A big change is to be made in the laws concerning firearms in this country. Quite apart from the holding of rifles, shotguns, ammunition, etc, which have always been strictly controlled, the authorities have taken steps to prohibit the holding of air rifles. Now, we have all had some type of air-gun or other in our time. Windows have paid the penalty, birds were shot down, and unfortunately people have been injured. Boys will be boys, and what boy does not find glamour in having a gun, and particularly in being recognised as a good shot? Bows and arrows will, in all probability, come within the orbit of the new laws, and rightly so.

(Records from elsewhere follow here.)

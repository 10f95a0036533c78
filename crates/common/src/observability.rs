//! Tracing subscriber setup shared by binaries and test harnesses.

use crate::config::ObservabilityConfig;
use crate::error::{CommonError, Result};
use tracing_subscriber::{layer::SubscriberExt, util::SubscriberInitExt, EnvFilter};

/// Install the global tracing subscriber.
///
/// `RUST_LOG` takes precedence over `config.log_level` when set.
///
/// # Errors
///
/// Returns `CommonError::Observability` if the filter directive is invalid
/// or a global subscriber is already installed.
pub fn init_tracing(config: &ObservabilityConfig) -> Result<()> {
    let filter = match EnvFilter::try_from_default_env() {
        Ok(filter) => filter,
        Err(_) => EnvFilter::try_new(&config.log_level).map_err(|e| {
            CommonError::Observability(format!(
                "Invalid log filter '{}': {e}",
                config.log_level
            ))
        })?,
    };

    let registry = tracing_subscriber::registry().with(filter);

    let result = if config.json_logs {
        registry
            .with(tracing_subscriber::fmt::layer().json())
            .try_init()
    } else {
        registry.with(tracing_subscriber::fmt::layer()).try_init()
    };

    result.map_err(|e| CommonError::Observability(format!("Failed to install subscriber: {e}")))
}

#[cfg(test)]
#[allow(clippy::unwrap_used, clippy::expect_used)]
mod tests {
    use super::*;

    #[test]
    fn test_init_tracing_only_once() {
        let config = ObservabilityConfig::default();

        // Another test may have installed it first; the second call must fail either way.
        let _ = init_tracing(&config);
        let second = init_tracing(&config);

        assert!(matches!(second, Err(CommonError::Observability(_))));
    }
}
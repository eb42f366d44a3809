//! Per-bin observation preprocessing.
//!
//! Turns the raw count profiles of one spatial bin into what the objectives
//! consume:
//!
//! - background counts `max(total - signal, 0)`
//! - floored standard deviations
//! - the counts-per-SED conversion factor `exposure · dΩ · ΔE / E²`
//! - the observed SED and its error bars

use std::ops::Range;

use crate::domain::{BinProfiles, EnergyGrid, FitConfig};
use crate::error::FitError;

/// Background counts per bin, clipped at zero.
pub fn background_map(total: &[f64], signal: &[f64]) -> Result<Vec<f64>, FitError> {
    if total.len() != signal.len() {
        return Err(FitError::shape("total counts profile", signal.len(), total.len()));
    }
    Ok(total.iter().zip(signal).map(|(t, s)| (t - s).max(0.0)).collect())
}

/// Replace standard deviations with `|σ| < floor` by `floor`.
pub fn apply_uncertainty_floor(std_dev: &[f64], floor: Option<f64>) -> Vec<f64> {
    match floor {
        Some(floor) => std_dev
            .iter()
            .map(|&s| if s.abs() < floor { floor } else { s })
            .collect(),
        None => std_dev.to_vec(),
    }
}

/// Observed data of one spatial bin, ready for fitting.
#[derive(Debug, Clone, PartialEq)]
pub struct Observation {
    energies: Vec<f64>,
    signal: Vec<f64>,
    total: Vec<f64>,
    background: Vec<f64>,
    std_dev: Vec<f64>,
    counts_per_sed: Vec<f64>,
    sed: Vec<f64>,
    sed_error: Vec<f64>,
}

impl Observation {
    pub fn new(grid: &EnergyGrid, profiles: &BinProfiles, config: &FitConfig) -> Result<Self, FitError> {
        profiles.validate(grid.len())?;

        let energies = grid.as_slice().to_vec();
        let background = background_map(&profiles.total, &profiles.signal)?;
        let std_dev = apply_uncertainty_floor(&profiles.std_dev, config.uncertainty_floor);

        let counts_per_sed: Vec<f64> = energies
            .iter()
            .enumerate()
            .map(|(i, e)| profiles.exposure[i] * profiles.solid_angle[i] * profiles.delta_e[i] / (e * e))
            .collect();
        if let Some(i) = counts_per_sed.iter().position(|f| !(f.is_finite() && *f > 0.0)) {
            return Err(FitError::InvalidConfig(format!(
                "exposure, solid angle and deltaE must be positive (bin {i})"
            )));
        }

        let sed = profiles.signal.iter().zip(&counts_per_sed).map(|(s, f)| s / f).collect();
        let sed_error = std_dev
            .iter()
            .zip(&counts_per_sed)
            .map(|(s, f)| s / f + config.uncertainty_offset)
            .collect();

        Ok(Self {
            energies,
            signal: profiles.signal.clone(),
            total: profiles.total.clone(),
            background,
            std_dev,
            counts_per_sed,
            sed,
            sed_error,
        })
    }

    pub fn len(&self) -> usize {
        self.energies.len()
    }

    pub fn is_empty(&self) -> bool {
        self.energies.is_empty()
    }

    pub fn energies(&self) -> &[f64] {
        &self.energies
    }

    pub fn signal(&self) -> &[f64] {
        &self.signal
    }

    /// Total observed counts (`n` of the Poisson likelihood).
    pub fn total(&self) -> &[f64] {
        &self.total
    }

    pub fn background(&self) -> &[f64] {
        &self.background
    }

    /// Floored standard deviations (counts).
    pub fn std_dev(&self) -> &[f64] {
        &self.std_dev
    }

    /// Observed SED.
    pub fn sed(&self) -> &[f64] {
        &self.sed
    }

    /// SED error bars, including the additive offset.
    pub fn sed_error(&self) -> &[f64] {
        &self.sed_error
    }

    /// Expected counts for an SED value in bin `bin`.
    pub fn sed_to_counts(&self, bin: usize, sed: f64) -> f64 {
        sed * self.counts_per_sed[bin]
    }

    pub fn counts_to_sed(&self, bin: usize, counts: f64) -> f64 {
        counts / self.counts_per_sed[bin]
    }

    pub fn check_range(&self, range: &Range<usize>) -> Result<(), FitError> {
        if range.end > self.len() || range.start >= range.end {
            return Err(FitError::InvalidConfig(format!(
                "bin range {}..{} outside the {}-bin profile",
                range.start,
                range.end,
                self.len()
            )));
        }
        Ok(())
    }
}
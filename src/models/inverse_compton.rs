//! Inverse-Compton emission from an electron population in a target photon field.
//!
//! Electrons follow `E dN/dE = N0 E^-Γ exp(-E invEcut)` on a log grid in energy
//! (GeV). The scattering kernel is the full Klein–Nishina cross-section for an
//! isotropic target field (Blumenthal & Gould 1970, eq. 2.48).

use crate::domain::ModelKind;
use crate::math::log_trapezoid_weights;
use crate::models::{ResponseKernel, ResponseSpectrum};
use crate::physics::{ELECTRON_REST_ENERGY, GEV_TO_EV, SIGMA_THOMSON, SPEED_OF_LIGHT, TargetPhotonField};

/// Scattered-photon spectrum `dN/(dt dE1)` (s⁻¹ eV⁻¹) of one electron with Lorentz
/// factor `gamma` on one target photon of energy `eps`. Energies in eV.
pub fn klein_nishina(e1: f64, eps: f64, gamma: f64) -> f64 {
    let electron = gamma * ELECTRON_REST_ENERGY;
    if !(e1 > 0.0 && eps > 0.0 && e1 < electron) {
        return 0.0;
    }
    let big_gamma = 4.0 * eps * gamma / ELECTRON_REST_ENERGY;
    let q = e1 / (big_gamma * (electron - e1));
    if !(q <= 1.0 && q >= 0.25 / (gamma * gamma)) {
        return 0.0;
    }
    let gq = big_gamma * q;
    let f = 2.0 * q * q.ln() + (1.0 + 2.0 * q) * (1.0 - q) + gq * gq * (1.0 - q) / (2.0 * (1.0 + gq));
    0.75 * SIGMA_THOMSON * SPEED_OF_LIGHT / (gamma * gamma * eps) * f.max(0.0)
}

/// Inverse-Compton response on a fixed electron grid and photon field.
#[derive(Debug, Clone)]
pub struct IcKernel {
    electrons: Vec<f64>,
    electron_weights: Vec<f64>,
    field: TargetPhotonField,
    field_weights: Vec<f64>,
}

impl IcKernel {
    /// `electrons`: electron energies (GeV), ascending and log-spaced.
    pub fn new(electrons: Vec<f64>, field: TargetPhotonField) -> Self {
        let electron_weights = log_trapezoid_weights(&electrons);
        let field_weights = log_trapezoid_weights(field.energies());
        Self {
            electrons,
            electron_weights,
            field,
            field_weights,
        }
    }
}

impl ResponseKernel for IcKernel {
    fn particle_grid(&self) -> &[f64] {
        &self.electrons
    }

    fn row(&self, e_gamma: f64) -> Vec<f64> {
        let e1 = e_gamma * GEV_TO_EV;
        let targets = self.field.energies();
        let density = self.field.density();

        self.electrons
            .iter()
            .zip(&self.electron_weights)
            .map(|(&ee, &we)| {
                if ee <= e_gamma {
                    return 0.0;
                }
                let gamma = ee * GEV_TO_EV / ELECTRON_REST_ENERGY;
                let rate: f64 = targets
                    .iter()
                    .zip(density)
                    .zip(&self.field_weights)
                    .map(|((&eps, &n), &wk)| wk * n * klein_nishina(e1, eps, gamma))
                    .sum();
                // E dN/dE1 in GeV: E_γ · E1 dN/dE1.
                e_gamma * e1 * we * rate
            })
            .collect()
    }
}

/// Inverse-Compton SED model on the photon energy grid `energies` (GeV).
pub type InverseComptonSpectrum = ResponseSpectrum<IcKernel>;

pub fn inverse_compton(energies: Vec<f64>, electrons: Vec<f64>, field: TargetPhotonField) -> InverseComptonSpectrum {
    ResponseSpectrum::new(ModelKind::InverseCompton, IcKernel::new(electrons, field), energies)
}

#[cfg(test)]
mod tests {
    use super::*;
    use crate::math::{integrate_log, log_space, log10_arange};
    use crate::models::Spectrum;
    use approx::assert_relative_eq;

    #[test]
    fn thomson_limit_conserves_scattering_rate() {
        // γ = 1e3 on CMB photons: Γ ≈ 5e-6, deep Thomson regime.
        let gamma = 1e3;
        let eps = 6e-4;
        let e_max = 4.0 * gamma * gamma * eps / (1.0 + 4.0 * eps * gamma / ELECTRON_REST_ENERGY);
        let e1 = log_space(e_max * 1e-7, e_max, 6_000).unwrap();
        let k: Vec<f64> = e1.iter().map(|&e| klein_nishina(e, eps, gamma)).collect();
        assert_relative_eq!(
            integrate_log(&e1, &k),
            SIGMA_THOMSON * SPEED_OF_LIGHT,
            max_relative = 1e-3
        );
    }

    #[test]
    fn kernel_vanishes_outside_kinematic_range() {
        assert_eq!(klein_nishina(1e9, 1e-3, 10.0), 0.0);
        assert_eq!(klein_nishina(-1.0, 1e-3, 1e3), 0.0);
    }

    #[test]
    fn cmb_spectrum_is_positive_and_lazy() {
        let field = TargetPhotonField::cmb(1e-6, 1e-1).unwrap();
        let energies = log_space(0.3, 100.0, 18).unwrap();
        let model = inverse_compton(energies, log10_arange(-1.0, 8.001, 0.1), field);
        let params = [4e6, 1.5, 0.0];
        for bin in 4..8 {
            let sed = model.sed(&params, bin);
            assert!(sed.is_finite() && sed > 0.0);
        }
        assert_eq!(model.response().computed_rows(), 4);

        // A cutoff can only suppress the spectrum.
        assert!(model.sed(&[4e6, 1.5, 1e-3], 7) < model.sed(&params, 7));
    }
}
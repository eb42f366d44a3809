//! Input/output helpers.
//!
//! - path conventions of the inputs and records (`layout`)
//! - YAML profile dictionaries (`dictionary`)
//! - ISRF CSV tables (`isrf`)
//! - per-bin fit records, YAML or JSON (`export`)

pub mod dictionary;
pub mod export;
pub mod isrf;
pub mod layout;

pub use dictionary::*;
pub use export::*;
pub use isrf::*;
pub use layout::*;
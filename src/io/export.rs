//! Per-bin fit records.
//!
//! One record per (spatial bin, model), written as YAML, or as JSON when the
//! path ends in `.json`. Keys follow the plotting scripts that consume them:
//! `x`, `y`, `chi^2/d.o.f.`, `-logL`, one key per parameter with its `sgm_`
//! uncertainty, and `E_cut` / `sgm_E_cut` for cutoff fits. An infinite cutoff
//! is written as the string `"inf"` in both formats, since JSON has no infinity.

use std::collections::BTreeMap;
use std::fs;
use std::path::Path;

use serde::{Deserialize, Deserializer, Serialize, Serializer};

use crate::domain::{CutoffEnergy, FitResult, ModelKind};
use crate::error::AppError;

#[derive(Debug, Clone, PartialEq, Serialize, Deserialize)]
pub struct FitRecord {
    pub model: ModelKind,
    pub l: f64,
    pub b: f64,
    /// Energies of the fit window (GeV).
    pub x: Vec<f64>,
    /// Model SED on the fit window.
    pub y: Vec<f64>,
    #[serde(rename = "chi^2/d.o.f.", default, skip_serializing_if = "Option::is_none")]
    pub reduced_chi_square: Option<f64>,
    #[serde(rename = "-logL")]
    pub test_statistic: f64,
    /// Parameter values and their `sgm_` uncertainties.
    #[serde(flatten)]
    pub params: BTreeMap<String, f64>,
    #[serde(
        rename = "E_cut",
        default,
        skip_serializing_if = "Option::is_none",
        serialize_with = "serialize_cutoff",
        deserialize_with = "deserialize_cutoff"
    )]
    pub cutoff_energy: Option<f64>,
    #[serde(rename = "sgm_E_cut", default, skip_serializing_if = "Option::is_none")]
    pub cutoff_error: Option<f64>,
    #[serde(default, skip_serializing_if = "Vec::is_empty")]
    pub warnings: Vec<String>,
}

impl FitRecord {
    pub fn from_result(fit: &FitResult) -> Self {
        let mut params = BTreeMap::new();
        for p in &fit.params {
            params.insert(p.name.clone(), p.value);
            if let Some(error) = p.error {
                params.insert(format!("sgm_{}", p.name), error);
            }
        }
        let (cutoff_energy, cutoff_error) = match fit.cutoff_energy {
            None => (None, None),
            Some(CutoffEnergy::Infinite) => (Some(f64::INFINITY), None),
            Some(CutoffEnergy::Finite { value, error }) => (Some(value), error),
        };
        Self {
            model: fit.model,
            l: fit.spatial.lon,
            b: fit.spatial.lat,
            x: fit.energies.clone(),
            y: fit.sed.clone(),
            reduced_chi_square: fit.reduced_chi_square,
            test_statistic: fit.test_statistic,
            params,
            cutoff_energy,
            cutoff_error,
            warnings: fit.warnings.iter().map(ToString::to_string).collect(),
        }
    }
}

#[derive(Deserialize)]
#[serde(untagged)]
enum CutoffRepr {
    Value(f64),
    Label(String),
}

fn serialize_cutoff<S: Serializer>(value: &Option<f64>, serializer: S) -> Result<S::Ok, S::Error> {
    match value {
        Some(v) if v.is_infinite() => serializer.serialize_some("inf"),
        Some(v) => serializer.serialize_some(v),
        None => serializer.serialize_none(),
    }
}

fn deserialize_cutoff<'de, D: Deserializer<'de>>(deserializer: D) -> Result<Option<f64>, D::Error> {
    match Option::<CutoffRepr>::deserialize(deserializer)? {
        None => Ok(None),
        Some(CutoffRepr::Value(v)) => Ok(Some(v)),
        Some(CutoffRepr::Label(s)) => s
            .parse::<f64>()
            .map(Some)
            .map_err(|_| serde::de::Error::custom(format!("invalid E_cut '{s}'"))),
    }
}

fn is_json(path: &Path) -> bool {
    path.extension().is_some_and(|ext| ext.eq_ignore_ascii_case("json"))
}

/// Serialize `record` in the format implied by `path`.
pub fn render_record(record: &FitRecord, path: &Path) -> Result<String, AppError> {
    if is_json(path) {
        serde_json::to_string_pretty(record).map_err(|e| AppError::new(2, format!("Failed to encode fit record: {e}")))
    } else {
        serde_yml::to_string(record).map_err(|e| AppError::new(2, format!("Failed to encode fit record: {e}")))
    }
}

/// Write a fit record, creating parent directories as needed.
pub fn write_fit_record(path: &Path, fit: &FitResult) -> Result<(), AppError> {
    if let Some(dir) = path.parent() {
        fs::create_dir_all(dir)
            .map_err(|e| AppError::new(2, format!("Failed to create '{}': {e}", dir.display())))?;
    }
    let text = render_record(&FitRecord::from_result(fit), path)?;
    fs::write(path, text).map_err(|e| AppError::new(2, format!("Failed to write '{}': {e}", path.display())))
}
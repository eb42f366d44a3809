//! ISRF tables in CSV form.
//!
//! One file per height with at least the columns `Wavelength` (µm) and
//! `Total` (eV cm⁻³); other columns are ignored.

use std::fs::File;
use std::io::Read;
use std::path::Path;

use serde::Deserialize;

use crate::error::AppError;
use crate::io::Layout;
use crate::physics::{IsrfTable, PhotonFieldLibrary};

#[derive(Debug, Deserialize)]
struct IsrfRow {
    #[serde(rename = "Wavelength")]
    wavelength: f64,
    #[serde(rename = "Total")]
    total: f64,
}

/// Parse one ISRF table from any reader.
pub fn parse_isrf_table<R: Read>(reader: R, height: f64) -> Result<IsrfTable, AppError> {
    let mut reader = csv::ReaderBuilder::new().trim(csv::Trim::All).from_reader(reader);
    let mut wavelengths = Vec::new();
    let mut total = Vec::new();
    for (idx, row) in reader.deserialize::<IsrfRow>().enumerate() {
        let row = row.map_err(|e| AppError::new(2, format!("ISRF table line {}: {e}", idx + 2)))?;
        wavelengths.push(row.wavelength);
        total.push(row.total);
    }
    Ok(IsrfTable {
        height,
        wavelengths,
        total,
    })
}

pub fn read_isrf_table(path: &Path, height: f64) -> Result<IsrfTable, AppError> {
    let file = File::open(path)
        .map_err(|e| AppError::new(2, format!("Failed to open ISRF table '{}': {e}", path.display())))?;
    parse_isrf_table(file, height)
}

/// Combined ISRF + CMB fields for every distinct height in `heights`.
pub fn load_photon_fields(layout: &Layout, heights: &[f64]) -> Result<PhotonFieldLibrary, AppError> {
    let mut distinct: Vec<f64> = Vec::new();
    for &h in heights {
        if !distinct.contains(&h) {
            distinct.push(h);
        }
    }
    let tables = distinct
        .iter()
        .map(|&h| read_isrf_table(&layout.isrf_path(h), h))
        .collect::<Result<Vec<_>, _>>()?;
    log::info!("loaded {} ISRF tables", tables.len());
    Ok(PhotonFieldLibrary::from_tables(&tables)?)
}

#[cfg(test)]
mod tests {
    use super::*;
    use crate::physics::{FIELD_LOG_STEP, TargetPhotonField};

    #[test]
    fn csv_columns_are_read_by_name() {
        let mut text = String::from("Wavelength,Stellar,Total\n");
        for i in 0..50 {
            let w = 0.1 * (FIELD_LOG_STEP * i as f64).exp();
            text.push_str(&format!("{w},0.0,{}\n", 0.1 + 0.01 * i as f64));
        }
        let table = parse_isrf_table(text.as_bytes(), 2.0).unwrap();
        assert_eq!(table.wavelengths.len(), 50);
        assert!((table.total[3] - 0.13).abs() < 1e-12);
        assert!(TargetPhotonField::from_isrf(&table).is_ok());
    }

    #[test]
    fn missing_column_is_an_input_error() {
        let err = parse_isrf_table("Wavelength,Stellar\n1.0,2.0\n".as_bytes(), 0.0).unwrap_err();
        assert_eq!(err.exit_code(), 2);
    }
}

Let us not dwell too much on the harm occasioned by the unjudicious use of arms of any kind; we know too well the sorrows and heartbreaks where fatal accidents have occurred. We also recognise that precautions were taken too late. On the subject of guns, let us ponder a while over the use of antiquated firearms by sportsmen. This time last year it was our duty to report inquests on many sportsmen who were accidentally killed out shooting. The present time is most appropriate to call the attention to the known fact that some sportsmen have shotguns, which are far more deadly to the owners, potentially more dangerous anyhow, than to the prey.
Many instances have been publicised, by virtue of inquests, where faulty guns have caused serious and often fatal accidents. There should be a check-up on types of guns, especially during the season. Enough for sportsmen.
At the present time the moves being made by the authorities are doubly welcome, for air-guns are not what they used to be: the spring type. Today, powerful guns which are not rifled have a great range. Such weapons should only be used under strict control. It is necessary to state that many young men today are partially sightless as the direct result of the negligent use of such weapons.
We have many controls - some will suggest there are too many - but the new proposals should indeed be welcomed.